There aren’t too many left. You scan through the pages of the Newport Jazz Festival program from 1954 to 1976 and you see the sheer numbers of players who have passed on (or “grabbed their hat” in jazzbo parlance). Trumpeter and close personal friend of George Wein, the great Bobby Hackett, died in 1970 (which was noted in the festival program that year). From the first festival in ‘54, Dizzy Gillespie, Oscar Peterson, Billie Holiday, Milt Jackson, Percy Heath, Kenny Clarke, Pee Wee Russell and Eddie Condon have all passed on. Of course, jazz royalty like Duke, Count and Satchmo are gone, as are vocal jazz legends Dinah Washington, Sarah Vaughan and Ella Fitzgerald. Max Roach passed, as have his fellow drumming stars Buddy Rich, Jo Jones, Elvin Jones, Tony Williams and Gene Krupa. Trumpeters Art Farmer and Freddie Hubbard are gone. Coleman Hawkins and Lester Young are gone. Add the names of Gerry Mulligan, J.J. Johnson, Miles Davis, Erroll Garner, Jimmy Smith, Chet Baker, George Shearing, Woody Herman, Tony Scott, Thelonious Monk, Stan Kenton, Charles Mingus and Stan Getz to the rolls of those who have grabbed their hats.
So who’s left? Who’s still around to tell the tale of the Newport Jazz Festival from ‘back in the day.’ Pianist Dave Brubeck, who played at Wein’s inaugural clambake in ‘54 and who just performed this past weekend at the 2009 Newport Festival, is still active on the scene at age 89. Roy Haynes, who also recently appeared at Newport with his aptly-named Fountain of Youth Band, remains ageless at 84. Pianist and avant garde pioneer Cecil Taylor, who first apeared at the Newport Jazz Festival in 1957, is as energetic and provocative as ever at age 80. And then there’s pianist Dr. Billy Taylor, the renowned educator and purveyor of swinging sounds on New York’s 52nd Street at the height of bebop during the late ’40s. Taylor, a talented player and Art Tatum scholar, made several appearances at the festival, beginning in 1955. At age 88, he’s still swinging hard and on the scene.
And there’s Marian McPartland, who also played at the ‘55 Newport Jazz Festival and recently celebrated her 91th birthday with a gig at Dizzy’s nightclub in Manhattan.

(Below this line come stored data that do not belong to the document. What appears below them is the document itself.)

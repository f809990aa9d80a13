//! # notesort CLI
//!
//! The `notesort` binary drives the four pipeline stages and lets you
//! inspect their snapshots.
//!
//! ## Usage
//!
//! ```bash
//! notesort --config ./config/notesort.toml <command>
//! ```
//!
//! ## Commands
//!
//! | Command | Description |
//! |---------|-------------|
//! | `notesort ingest` | Capture inbox notes into `notes.json` and move the sources |
//! | `notesort extract` | Classify every note into `extractions.json` |
//! | `notesort normalize` | Consolidate raw labels into `taxonomy.json` |
//! | `notesort index` | Build `index.json` from extractions and taxonomy |
//! | `notesort run` | All of the above, in order |
//! | `notesort status` | Snapshot overview and consistency audit |
//! | `notesort show [category]` | Browse the category index |
//!
//! ## Logging
//!
//! Diagnostics go to stderr through `tracing`. `RUST_LOG` sets the filter
//! (default `notesort=info`); `LOG_FORMAT=json` switches to JSON lines.

use clap::{Parser, Subcommand};
use std::path::PathBuf;
use tracing_subscriber::{layer::SubscriberExt, util::SubscriberInitExt};

use notesort::progress::ProgressMode;
use notesort::{config, extraction, index, ingest, normalize, pipeline, show, status};

/// notesort: turn a pile of free-text notes into a category-indexed
/// knowledge base.
///
/// All commands accept a `--config` flag pointing to a TOML configuration
/// file. See `config/notesort.example.toml` for a full example.
#[derive(Parser)]
#[command(
    name = "notesort",
    about = "notesort: turn a pile of free-text notes into a category-indexed knowledge base",
    version
)]
struct Cli {
    /// Path to configuration file (TOML).
    #[arg(long, global = true, default_value = "./config/notesort.toml")]
    config: PathBuf,

    /// Progress output on stderr. Defaults to `human` on a TTY, else `off`.
    #[arg(long, global = true, value_enum)]
    progress: Option<ProgressMode>,

    #[command(subcommand)]
    command: Commands,
}

#[derive(Subcommand)]
enum Commands {
    /// Capture notes from the inbox.
    ///
    /// Reads every matching source, numbers the notes from 0, writes the
    /// note snapshot and moves the sources to the processed area. An empty
    /// inbox leaves the existing snapshot untouched.
    Ingest {
        /// List what would be ingested without writing or moving anything.
        #[arg(long)]
        dry_run: bool,
    },

    /// Classify every note into content fragments with raw category labels.
    Extract {
        /// Override `classifier.concurrency` (calls in flight).
        #[arg(long)]
        concurrency: Option<usize>,
    },

    /// Consolidate the raw label vocabulary into a canonical taxonomy.
    Normalize,

    /// Build the category index from extractions and taxonomy.
    Index,

    /// Run ingest, extract, normalize and index in order.
    Run {
        /// Override `classifier.concurrency` (calls in flight).
        #[arg(long)]
        concurrency: Option<usize>,
    },

    /// Show snapshot status and check cross-stage consistency.
    Status,

    /// List categories, or print the entries of one category.
    Show {
        /// Canonical category name (case-insensitive).
        category: Option<String>,

        /// Emit JSON instead of text.
        #[arg(long)]
        json: bool,
    },
}

fn init_tracing() {
    let log_format = std::env::var("LOG_FORMAT").unwrap_or_else(|_| "text".to_string());
    let env_filter = tracing_subscriber::EnvFilter::try_from_default_env()
        .unwrap_or_else(|_| "notesort=info".into());
    let registry = tracing_subscriber::registry().with(env_filter);

    if log_format == "json" {
        registry
            .with(tracing_subscriber::fmt::layer().json().with_writer(std::io::stderr))
            .init();
    } else {
        registry
            .with(tracing_subscriber::fmt::layer().with_writer(std::io::stderr))
            .init();
    }
}

#[tokio::main]
async fn main() -> anyhow::Result<()> {
    dotenvy::dotenv().ok();
    init_tracing();

    let cli = Cli::parse();
    let cfg = config::load_config(&cli.config)?;
    let progress = cli
        .progress
        .unwrap_or_else(ProgressMode::default_for_tty)
        .reporter();

    match cli.command {
        Commands::Ingest { dry_run } => {
            ingest::run_ingest(&cfg, dry_run).await?;
        }
        Commands::Extract { concurrency } => {
            extraction::run_extract(&cfg, concurrency, progress.as_ref()).await?;
        }
        Commands::Normalize => {
            normalize::run_normalize(&cfg).await?;
        }
        Commands::Index => {
            index::run_index(&cfg).await?;
        }
        Commands::Run { concurrency } => {
            pipeline::run_all(&cfg, concurrency, progress.as_ref()).await?;
        }
        Commands::Status => {
            status::run_status(&cfg).await?;
        }
        Commands::Show { category, json } => {
            show::run_show(&cfg, category.as_deref(), json).await?;
        }
    }

    Ok(())
}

And don’t forget the amazing Lee Konitz, who performed on Miles Davis’ 1948 nonet session, Birth of the Cool and was on the bill with his own quartet at Wein’s first festival in 1954. Konitz, at age 81, is a freer and more daring improviser than ever (as evidenced by a recent performance with the great drummer Paul Motian at Birdland in Manhattan). And, of course, there is George Wein himself, who will be celebrating his 84th birthday in October and shows no signs of slowing down at the piano (as he showed during a recent appearance at the Montreal Jazz Festival with the 2009 edition of his George Wein All-Stars.
All of these legendary cats are a part of the great legacy of the Newport Jazz Festival. And they are still out there dealing..still swinging after all these years.